Opinião
[547.] Publicidade no Super Bowl: Chrysler, Toyota, Kia
Para o SuperBowl, as empresas milionárias abrem cordõesà bolsa e os publicitários fazem o seu melhor com grandes investimentos, mas o seu melhor não é o meu melhor. Em geral, os anúncios tendem para a comicidade.
Quantos de nós sabemos quem venceu a final do campeonato de futebol americano? Nem como fait divers. É o mesmo que interessar-se pelo campeonato de críquete na Índia. E, todavia, os media portugueses noticiaram a vitória dos Seattle Seahawks sobre os Denver Broncos no Super Bowl. Por causa do desporto? Por causa do jogo? Não. Antes porque o Super Bowl se transformou numa evento de primeira grandeza da publicidade televisiva nos EUA. Essa importância acabou por transferir-se, por paradoxo, para um desporto que interessa a uma ínfima minoria de portugueses.
TV e desporto mantêm casamento robusto há décadas, com arrufos temporários que confirmam a solidez da união. É um casamento de amor e de conveniência, quer dizer, perfeito. Ambos ganham. Vários desportos mudaram a sua natureza, incluindo regras, para se adaptarem à linguagem televisiva e ao seu carácter comercial. O futebol americano é exemplar nesta ligação entre o desporto e a TV sob a égide do capitalismo triunfante. Num estudo em 2010, o Wall Street Journal revelou como se concretiza o casamento: o tempo médio de jogo efectivo com a bola numa partida da Liga de Futebol americano, que dura mais de três horas (185m), é inferior a 11 minutos. Não que este arrastamento, típico da TV de fluxo, seja invenção sua. Muito antes de a TV e de a rádio existirem, já o jogo jogado era curto. Em 1912, cronometrou-se um jogo: 13m16s de acção. Das três horas de emissão, a publicidade ocupa cerca de uma hora.
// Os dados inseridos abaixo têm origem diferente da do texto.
//! Resilient dispatch orchestration.
//!
//! Composes the checksum service, circuit breaker, retry scheduler and
//! tenant observer around one downstream delivery attempt:
//!
//! verify checksum -> consult breaker -> deliver -> record outcome ->
//! schedule retry or mark permanently failed -> update observer counters.
//!
//! The downstream call itself is a black box behind [`Transport`]; this
//! layer never sleeps and never owns a timer. A scheduled retry is just a
//! future timestamp an external queue acts on by re-invoking the
//! dispatcher.

use std::sync::Arc;

use chrono::{DateTime, Utc};
use serde_json::Value;
use tillgate_core::{
    events::ChecksumRejectedEvent,
    models::{
        BreakerKey, OperationStatus, RetryReason, RetryableOperation, ServiceName, SubmissionId,
        TenantId, TerminalId,
    },
    Clock, EventHandler, ResilienceEvent, Result,
};

use crate::{
    checksum::validate_submission_checksums,
    circuit::CircuitBreaker,
    observer::TenantObserver,
    retry::{RetryScheduler, RetrySource},
};

/// Downstream delivery mechanism.
///
/// Implementations perform the actual outbound call and map its failure
/// modes onto the [`tillgate_core::CoreError`] taxonomy.
#[async_trait::async_trait]
pub trait Transport: Send + Sync + std::fmt::Debug {
    /// Delivers one submission envelope downstream.
    async fn deliver(&self, request: &DispatchRequest) -> Result<()>;
}

/// One submission to forward downstream.
#[derive(Debug, Clone)]
pub struct DispatchRequest {
    /// Submission being forwarded.
    pub submission_id: SubmissionId,
    /// Tenant owning the submission.
    pub tenant_id: TenantId,
    /// Terminal that produced the submission.
    pub terminal_id: TerminalId,
    /// Downstream service targeted.
    pub service: ServiceName,
    /// The checksummed submission envelope.
    pub envelope: Value,
}

/// Outcome of one dispatch pass, in user-visible terms.
#[derive(Debug, Clone, PartialEq)]
pub enum DispatchOutcome {
    /// Delivered downstream; the operation succeeded.
    Delivered,
    /// Checksum verification rejected the payload. Terminal.
    Rejected {
        /// Verification errors, in check order.
        errors: Vec<String>,
    },
    /// Circuit breaker open; no attempt was made.
    Skipped {
        /// When the breaker's cooldown ends, if known.
        cooldown_until: Option<DateTime<Utc>>,
    },
    /// Attempt failed; a retry is booked.
    Scheduled {
        /// Absolute timestamp of the next attempt.
        next_retry_at: DateTime<Utc>,
    },
    /// Attempt failed and no retry was booked (retries disabled).
    Failed {
        /// Classification of the failure.
        reason: RetryReason,
    },
    /// Retry budget exhausted. Requires operator intervention.
    PermanentlyFailed,
}

/// Orchestrates resilient delivery of submissions.
#[derive(Debug)]
pub struct Dispatcher {
    breaker: Arc<CircuitBreaker>,
    scheduler: Arc<RetryScheduler>,
    observer: Arc<TenantObserver>,
    transport: Arc<dyn Transport>,
    events: Arc<dyn EventHandler>,
    clock: Arc<dyn Clock>,
}

impl Dispatcher {
    /// Wires the resilience mechanisms around a transport.
    pub fn new(
        breaker: Arc<CircuitBreaker>,
        scheduler: Arc<RetryScheduler>,
        observer: Arc<TenantObserver>,
        transport: Arc<dyn Transport>,
        events: Arc<dyn EventHandler>,
        clock: Arc<dyn Clock>,
    ) -> Self {
        Self { breaker, scheduler, observer, transport, events, clock }
    }

    /// Runs one delivery pass for an operation.
    ///
    /// Mutates the operation's bookkeeping; a terminal operation is left
    /// untouched. The caller persists the operation and, for a
    /// [`DispatchOutcome::Scheduled`] outcome, re-invokes once
    /// `next_retry_at` has passed.
    pub async fn dispatch(
        &self,
        request: &DispatchRequest,
        operation: &mut RetryableOperation,
        source: &RetrySource,
    ) -> DispatchOutcome {
        if operation.is_terminal() {
            tracing::debug!(
                submission_id = %request.submission_id,
                status = ?operation.status,
                "dispatch requested for terminal operation"
            );
            return match operation.status {
                OperationStatus::Succeeded => DispatchOutcome::Delivered,
                _ => DispatchOutcome::PermanentlyFailed,
            };
        }

        let report = validate_submission_checksums(&request.envelope);
        if !report.is_valid() {
            return self.reject(request, operation, report.errors).await;
        }

        let key = BreakerKey::new(request.tenant_id, request.service.clone());
        if !self.breaker.is_allowed(&key).await {
            let cooldown_until =
                self.breaker.status(&key).await.and_then(|state| state.cooldown_until);
            tracing::info!(
                submission_id = %request.submission_id,
                breaker = %key,
                "circuit breaker open, skipping delivery"
            );
            return DispatchOutcome::Skipped { cooldown_until };
        }

        self.observer.record_attempt(request.tenant_id).await;

        match self.transport.deliver(request).await {
            Ok(()) => {
                self.breaker.record_success(&key).await;
                operation.status = OperationStatus::Succeeded;
                operation.next_retry_at = None;
                tracing::info!(
                    submission_id = %request.submission_id,
                    service = %request.service,
                    "submission delivered"
                );
                DispatchOutcome::Delivered
            },
            Err(error) => {
                self.breaker.record_failure(&key).await;
                self.handle_failure(request, operation, source, &error).await
            },
        }
    }

    async fn handle_failure(
        &self,
        request: &DispatchRequest,
        operation: &mut RetryableOperation,
        source: &RetrySource,
        error: &tillgate_core::CoreError,
    ) -> DispatchOutcome {
        tracing::warn!(
            submission_id = %request.submission_id,
            service = %request.service,
            error = %error,
            "delivery attempt failed"
        );

        let Some(reason) = error.retry_reason() else {
            // Not in the retryable taxonomy; leave it failed for an operator
            operation.status = OperationStatus::Failed;
            operation.retry_reason = Some(RetryReason::GeneralError);
            operation.next_retry_at = None;
            return DispatchOutcome::Failed { reason: RetryReason::GeneralError };
        };

        self.observer.record_retryable_failure(request.tenant_id).await;
        self.scheduler.configure_retry(operation, source, reason).await;

        // Alert side effect only; the snapshot never blocks the outcome
        self.observer.evaluate(request.tenant_id).await;

        if operation.status == OperationStatus::PermanentlyFailed {
            return DispatchOutcome::PermanentlyFailed;
        }
        match operation.next_retry_at {
            Some(next_retry_at) => DispatchOutcome::Scheduled { next_retry_at },
            None => DispatchOutcome::Failed { reason },
        }
    }

    async fn reject(
        &self,
        request: &DispatchRequest,
        operation: &mut RetryableOperation,
        errors: Vec<String>,
    ) -> DispatchOutcome {
        tracing::warn!(
            submission_id = %request.submission_id,
            tenant_id = %request.tenant_id,
            errors = ?errors,
            "submission rejected for invalid checksum"
        );

        // Tampering or corruption will not self-correct, so never retried
        operation.status = OperationStatus::PermanentlyFailed;
        operation.retry_reason = Some(RetryReason::InvalidChecksum);
        operation.next_retry_at = None;

        self.events
            .handle_event(ResilienceEvent::ChecksumRejected(ChecksumRejectedEvent {
                submission_id: request.submission_id,
                tenant_id: request.tenant_id,
                errors: errors.clone(),
                rejected_at: self.clock.now(),
            }))
            .await;

        DispatchOutcome::Rejected { errors }
    }
}
//! Core domain models and shared abstractions for Tillgate.
//!
//! Provides strongly-typed identifiers, the circuit breaker and retry data
//! model, the error taxonomy, the injected clock, and the event system used
//! by the resilience layer. All other crates depend on these foundational
//! types for type safety and consistency.

#![forbid(unsafe_code)]
#![warn(missing_docs)]

pub mod error;
pub mod events;
pub mod models;
pub mod time;

pub use error::{CoreError, Result};
pub use events::{EventHandler, MulticastEventHandler, NoOpEventHandler, ResilienceEvent};
pub use models::{
    BreakerKey, BreakerState, CircuitState, OperationStatus, RetryAttempt, RetryReason,
    RetryableOperation, ServiceName, SubmissionId, TenantId, TerminalId,
};
pub use time::{Clock, SystemClock, TestClock};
Para o SuperBowl, as empresas milionárias abrem cordões à bolsa e os publicitários fazem o seu melhor com grandes investimentos, mas o seu melhor não é o meu melhor. Em geral, os anúncios tendem para a comicidade — o dia é de festa —, mas nem todos são interessantes ou de qualidade. Alguns do ano passado eram tecnicamente fracos. Este ano, o humor prevaleceu de novo, mas, receando incluir um mínimo de ironia, que poderia desagradar a parte das audiências, recorre-se ao humor consensual, que nem sempre chega "lá", ficando alguns por uma infantilidade adulta, ou uma maturidade infantil. Resultarão na eficácia? Sei que não resultam no aproveitamento de uma ocasião única no mundo para anúncios marcantes não só naquele dia, mas no futuro.
Entre os grandes anunciantes dos últimos anos, houve forte presença de fabricantes de automóveis asiáticos, como a Kia ou a Toyota, todos com anúncios humorísticos. Por isso mesmo, fez-se notar pela diferença o anúncio do fabricante norte-americano Chrysler, protagonizado por Bob Dylan, que é hoje, como se confirmou, um ícone cultural do país, um "national treasure" (link: http://www.youtube.com/watch?v=KlSn8Isv-3M).
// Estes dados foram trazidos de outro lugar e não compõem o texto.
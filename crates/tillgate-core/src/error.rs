//! Error types for transaction forwarding operations.
//!
//! Defines the failure taxonomy used across the resilience layer. Errors
//! carry context for debugging and map onto [`RetryReason`] classifications
//! for retry scheduling. Checksum rejections and configuration problems are
//! never retried.

use thiserror::Error;

use crate::models::RetryReason;

/// Result type alias using [`CoreError`].
pub type Result<T> = std::result::Result<T, CoreError>;

/// Failure taxonomy for outbound forwarding calls.
#[derive(Debug, Clone, Error)]
pub enum CoreError {
    /// Network-level connectivity failure.
    #[error("network error: {message}")]
    Network {
        /// Description of the connectivity failure
        message: String,
    },

    /// Downstream rejected the payload as invalid.
    #[error("validation error: {message}")]
    Validation {
        /// Description of the validation failure
        message: String,
    },

    /// Downstream responded with a server-side failure.
    #[error("server error: HTTP {status_code}: {message}")]
    Server {
        /// Status code reported by the downstream service
        status_code: u16,
        /// Response detail
        message: String,
    },

    /// Unclassified delivery failure.
    #[error("delivery failed: {message}")]
    General {
        /// Description of the failure
        message: String,
    },

    /// Payload integrity verification failed.
    #[error("checksum invalid: {detail}")]
    ChecksumRejected {
        /// Which checksum comparison failed
        detail: String,
    },

    /// Referenced entity does not exist.
    #[error("not found: {what}")]
    NotFound {
        /// Description of the missing entity
        what: String,
    },

    /// Invalid resilience configuration.
    #[error("configuration error: {message}")]
    Configuration {
        /// Description of the configuration problem
        message: String,
    },
}

impl CoreError {
    /// Creates a network error.
    pub fn network(message: impl Into<String>) -> Self {
        Self::Network { message: message.into() }
    }

    /// Creates a validation error.
    pub fn validation(message: impl Into<String>) -> Self {
        Self::Validation { message: message.into() }
    }

    /// Creates a server error with the downstream status code.
    pub fn server(status_code: u16, message: impl Into<String>) -> Self {
        Self::Server { status_code, message: message.into() }
    }

    /// Creates an unclassified delivery error.
    pub fn general(message: impl Into<String>) -> Self {
        Self::General { message: message.into() }
    }

    /// Creates a checksum rejection.
    pub fn checksum_rejected(detail: impl Into<String>) -> Self {
        Self::ChecksumRejected { detail: detail.into() }
    }

    /// Creates a not-found error.
    pub fn not_found(what: impl Into<String>) -> Self {
        Self::NotFound { what: what.into() }
    }

    /// Creates a configuration error.
    pub fn configuration(message: impl Into<String>) -> Self {
        Self::Configuration { message: message.into() }
    }

    /// Whether the failure should be handed to the retry scheduler.
    ///
    /// Validation failures are retryable, just on a long delay; checksum
    /// rejections are terminal because tampering or corruption will not
    /// self-correct.
    pub fn is_retryable(&self) -> bool {
        match self {
            Self::Network { .. }
            | Self::Validation { .. }
            | Self::Server { .. }
            | Self::General { .. } => true,
            Self::ChecksumRejected { .. }
            | Self::NotFound { .. }
            | Self::Configuration { .. } => false,
        }
    }

    /// Maps the failure onto a retry reason, if it is retryable at all.
    pub fn retry_reason(&self) -> Option<RetryReason> {
        match self {
            Self::Network { .. } => Some(RetryReason::NetworkError),
            Self::Validation { .. } => Some(RetryReason::ValidationError),
            Self::Server { .. } => Some(RetryReason::ServerError),
            Self::General { .. } => Some(RetryReason::GeneralError),
            Self::ChecksumRejected { .. }
            | Self::NotFound { .. }
            | Self::Configuration { .. } => None,
        }
    }
}

#[cfg(test)]
mod tests {
    use super::*;

    #[test]
    fn retryable_errors_identified_correctly() {
        assert!(CoreError::network("connection refused").is_retryable());
        assert!(CoreError::validation("bad amount").is_retryable());
        assert!(CoreError::server(502, "bad gateway").is_retryable());
        assert!(CoreError::general("unexpected").is_retryable());

        assert!(!CoreError::checksum_rejected("transaction checksum mismatch").is_retryable());
        assert!(!CoreError::not_found("terminal config").is_retryable());
        assert!(!CoreError::configuration("threshold must be positive").is_retryable());
    }

    #[test]
    fn retry_reasons_mapped_correctly() {
        assert_eq!(CoreError::network("x").retry_reason(), Some(RetryReason::NetworkError));
        assert_eq!(CoreError::validation("x").retry_reason(), Some(RetryReason::ValidationError));
        assert_eq!(CoreError::server(500, "x").retry_reason(), Some(RetryReason::ServerError));
        assert_eq!(CoreError::general("x").retry_reason(), Some(RetryReason::GeneralError));
        assert_eq!(CoreError::checksum_rejected("x").retry_reason(), None);
    }

    #[test]
    fn error_display_format() {
        let error = CoreError::server(503, "service unavailable");
        assert_eq!(error.to_string(), "server error: HTTP 503: service unavailable");

        let checksum = CoreError::checksum_rejected("submission checksum mismatch");
        assert_eq!(checksum.to_string(), "checksum invalid: submission checksum mismatch");
    }
}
A América não tem muitos ícones consensuais a que a Chrysler pudesse recorrer para atingir este objectivo. Com Dylan-ícone, o anúncio não poderia ser tipo engraçadote. Pelo contrário, é um pequeno hino audiovisual, cultural e publicitário, aos EUA (com banalidades poéticas, mas tocando fundo as emoções dos americanos, como "Is there anything more American than America?"), convencendo-os a comprarem carros fabricados no país. O contraste resulta notável com os outros anúncios de carros estreados naquele dia: enquanto uns brincam, este fala a sério; enquanto uns, pelo humor, iludem a questão da nacionalidade e do patriotismo, este exalta o americanismo ao mais alto grau que seria possível com Dylan. A Chrysler fê-lo, julgo, porque sabia antecipadamente qual seria a estratégia dos fabricantes asiáticos nos intervalos do Super Bowl. Vários comentadores disseram que o anúncio "stealed the show" do Super Bowl. A publicidade volta a ganhar o jogo.